I had a self-righteous belief in the ultimate selfishness and separateness of human beings. I was cynical to the extreme. I became locked into a self-destructive cycle, and eventually I was forced to ask as so many of us have asked, what am I living for? It wasn’t until I had been in recovery for 20 years that I saw my lifestyle decision to abuse those in positions of power and authority such as teachers, police, or the entire federal government because of my history with my father. I would focus on listing their faults and attempt to steal or subvert their power.

Self-isolation, the fear of connection and loss of individuality, a false and temporary kind of strength, is the acting-out of a belief that we are alone, abandoned. We make abandonment real by not talking, not trusting, and not feeling, which are ways of keeping ourselves numb. Those practices lead to the most violent forms of self-abuse and other-abuse we know: suicide on the installment plan.

I regard “global warming” and “nuclear deterrence” as euphemisms for the reality of the human-caused mass extinction event — suicide — that has been in progress for many years already.
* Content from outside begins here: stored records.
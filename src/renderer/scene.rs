//! Per-screen frame layout

use glam::Vec2;

use super::{Frame, TextSize};
use crate::flow::Screen;
use crate::highscores::RankingTable;
use crate::sim::{GameState, Sprite};
use crate::ui::{self, Avatar, Button, NameInput, Rgb};

/// Build the frame for `screen`
pub fn build_frame(
    screen: Screen,
    state: &GameState,
    ranking: &RankingTable,
    name: &NameInput,
) -> Frame {
    let size = Vec2::new(
        state.settings.screen_width as f32,
        state.settings.screen_height as f32,
    );
    let mut frame = Frame::new(size);

    match screen {
        Screen::Menu => {
            frame.fill(Vec2::ZERO, size, ui::BACKGROUND);
            for button in [&ui::NEW_GAME, &ui::RANKING, &ui::QUIT] {
                draw_button(&mut frame, button);
            }
        }
        Screen::Ranking => {
            frame.fill(Vec2::ZERO, size, ui::BACKGROUND);
            draw_ranking(&mut frame, ranking);
            draw_button(&mut frame, &ui::BACK);
        }
        Screen::Naming => {
            frame.fill(Vec2::ZERO, size, ui::BACKGROUND);
            draw_box(
                &mut frame,
                ui::NAME_BOX_POS,
                ui::NAME_BOX_SIZE,
                ui::BUTTON,
                name.as_str(),
            );
            draw_button(&mut frame, &ui::TYPE_NAME);
            draw_button(&mut frame, &ui::OK);
        }
        Screen::CharSelect => {
            frame.fill(Vec2::ZERO, size, ui::BACKGROUND);
            for avatar in &ui::AVATARS {
                draw_avatar(&mut frame, avatar);
            }
        }
        Screen::Play => draw_play(&mut frame, state),
        Screen::Over => {
            frame.fill(Vec2::ZERO, size, ui::BACKGROUND);
            frame.text(
                "GAME OVER",
                Vec2::new(400.0, 250.0),
                ui::TEXT,
                TextSize::Large,
            );
            draw_button(&mut frame, &ui::PLAY_AGAIN);
            draw_button(&mut frame, &ui::QUIT_OVER);
            draw_score(&mut frame, state);
        }
    }

    frame
}

fn draw_box(frame: &mut Frame, pos: Vec2, size: Vec2, color: Rgb, label: &str) {
    frame.fill(pos, size, color);
    frame.text(
        label,
        ui::centered_label(pos, size, label),
        ui::TEXT,
        TextSize::Normal,
    );
}

fn draw_button(frame: &mut Frame, button: &Button) {
    draw_box(frame, button.pos, button.size, button.color, button.label);
}

fn draw_avatar(frame: &mut Frame, avatar: &Avatar) {
    frame.fill(avatar.pos, Avatar::SIZE, Avatar::COLOR);
    let mid = avatar.pos.x + Avatar::SIZE.x / 2.0;
    frame.image(
        Sprite::Avatar(avatar.species),
        Vec2::new((mid - 64.0).round(), (avatar.pos.y + 20.0).round()),
    );
    let label = avatar.species.name();
    frame.text(
        label,
        Vec2::new(
            (mid - label.chars().count() as f32 * 7.0).round(),
            (avatar.pos.y + Avatar::SIZE.y / 2.0 + 60.0).round(),
        ),
        ui::TEXT,
        TextSize::Normal,
    );
}

fn draw_ranking(frame: &mut Frame, ranking: &RankingTable) {
    for (place, entry) in ranking.entries().iter().enumerate() {
        let color = ui::place_color(place);
        let y = 100.0 + place as f32 * 60.0;
        frame.text(
            (place + 1).to_string(),
            Vec2::new(350.0, y),
            color,
            TextSize::Normal,
        );
        frame.text(entry.name.as_str(), Vec2::new(400.0, y), color, TextSize::Normal);
        frame.text(
            entry.score.to_string(),
            Vec2::new(650.0, y),
            color,
            TextSize::Normal,
        );
    }
}

fn draw_score(frame: &mut Frame, state: &GameState) {
    frame.text(
        format!("Score: {}", state.score.get()),
        ui::SCORE_POS,
        ui::TEXT,
        TextSize::Normal,
    );
}

fn draw_play(frame: &mut Frame, state: &GameState) {
    frame.image(Sprite::Background, Vec2::ZERO);
    let character = state.character();
    frame.image(character.sprite, character.pos);
    draw_score(frame, state);
    for predator in &state.predators {
        frame.image(predator.sprite, predator.pos);
    }
    for apple in &state.apples {
        frame.image(Sprite::Apple, apple.pos);
    }
}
We are now attempting to re-program an entire operating system that has vast inertia, requiring that we hold down the ON button of the new operating system with all the resources of our care and attention. The homo sapiens who survive will be the ones who overcome their isolation and develop the skills of cooperation and trust.
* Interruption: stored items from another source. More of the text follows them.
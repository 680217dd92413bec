//! Apple pool
//!
//! The pool always holds `num_of_apples` apples while playing: an eaten apple
//! is removed and a replacement appears somewhere else straight away.

use glam::Vec2;
use rand::Rng;

use super::state::{Apple, GameEvent, GameState};
use crate::audio::SoundCue;

/// Spawn range of an apple (top-left corner), a sprite-sized margin in
/// from every wall
pub const APPLE_X_RANGE: std::ops::RangeInclusive<i32> = 50..=900;
pub const APPLE_Y_RANGE: std::ops::RangeInclusive<i32> = 50..=520;

impl GameState {
    /// Add one apple at a random position
    pub fn spawn_apple(&mut self) -> u32 {
        let id = self.next_entity_id();
        let pos = Vec2::new(
            self.rng.random_range(APPLE_X_RANGE) as f32,
            self.rng.random_range(APPLE_Y_RANGE) as f32,
        );
        self.apples.push(Apple {
            id,
            pos,
            cue: SoundCue::Chew,
        });
        id
    }

    /// Top the pool up to the configured size
    pub fn fill_apples(&mut self) {
        while self.apples.len() < self.settings.num_of_apples {
            self.spawn_apple();
        }
    }

    /// Eat every apple the character touches, replacing each one
    pub fn consume_apples(&mut self) -> Vec<GameEvent> {
        let character = self.character().clone();
        let (eaten, kept): (Vec<Apple>, Vec<Apple>) = std::mem::take(&mut self.apples)
            .into_iter()
            .partition(|apple| character.touches(apple.pos));
        self.apples = kept;

        let mut events = Vec::with_capacity(eaten.len());
        for apple in eaten {
            self.score.add(1);
            self.spawn_apple();
            log::debug!("Apple {} eaten, score {}", apple.id, self.score.get());
            events.push(GameEvent::AppleEaten {
                id: apple.id,
                cue: apple.cue,
            });
        }
        events
    }
}

#[cfg(test)]
mod tests {
    use super::*;
    use crate::settings::Settings;

    #[test]
    fn test_pool_size_invariant_after_eating() {
        let mut state = GameState::new(Settings::default(), 7);
        let target = state.apples[2].pos;
        let eaten_id = state.apples[2].id;
        state.character_mut().pos = target;

        let events = state.consume_apples();

        assert!(events.contains(&GameEvent::AppleEaten {
            id: eaten_id,
            cue: SoundCue::Chew
        }));
        assert_eq!(state.apples.len(), 5);
        assert!(state.apples.iter().all(|a| a.id != eaten_id));
        assert_eq!(state.score.get(), events.len() as i64);
    }

    #[test]
    fn test_replacements_land_inside_margin() {
        let mut state = GameState::new(Settings::default(), 2024);
        for _ in 0..200 {
            let target = state.apples[0].pos;
            state.character_mut().pos = target;
            state.consume_apples();
            assert_eq!(state.apples.len(), 5);
            for apple in &state.apples {
                assert!(apple.pos.x > 0.0 && apple.pos.x < 930.0);
                assert!(apple.pos.y > 0.0 && apple.pos.y < 530.0);
                assert!((50.0..=900.0).contains(&apple.pos.x));
                assert!((50.0..=520.0).contains(&apple.pos.y));
            }
        }
    }

    #[test]
    fn test_nothing_eaten_far_away() {
        let mut state = GameState::new(Settings::default(), 5);
        for apple in &mut state.apples {
            apple.pos = Vec2::new(900.0, 520.0);
        }
        state.character_mut().pos = Vec2::ZERO;
        assert!(state.consume_apples().is_empty());
        assert_eq!(state.score.get(), 0);
    }
}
It’s a paradoxical process, somewhat “irrational,” to become strong by letting go of power, to become decisive by letting go of analysis, to build community by looking at oneself. Yet, as we practice giving away our compassion to each other around the issues that we share in common, we become internally balanced and secure. We find strengths and courage we never knew we had. The fear and depression resulting from isolation are very addictive alterations of our mood and brain chemistry, and once we are free of those cycles, we will see and hear things as they really are. We are not alone. We are part of a much larger flow of evolutionary change that moves at a speed that is relative to our willingness to participate in it.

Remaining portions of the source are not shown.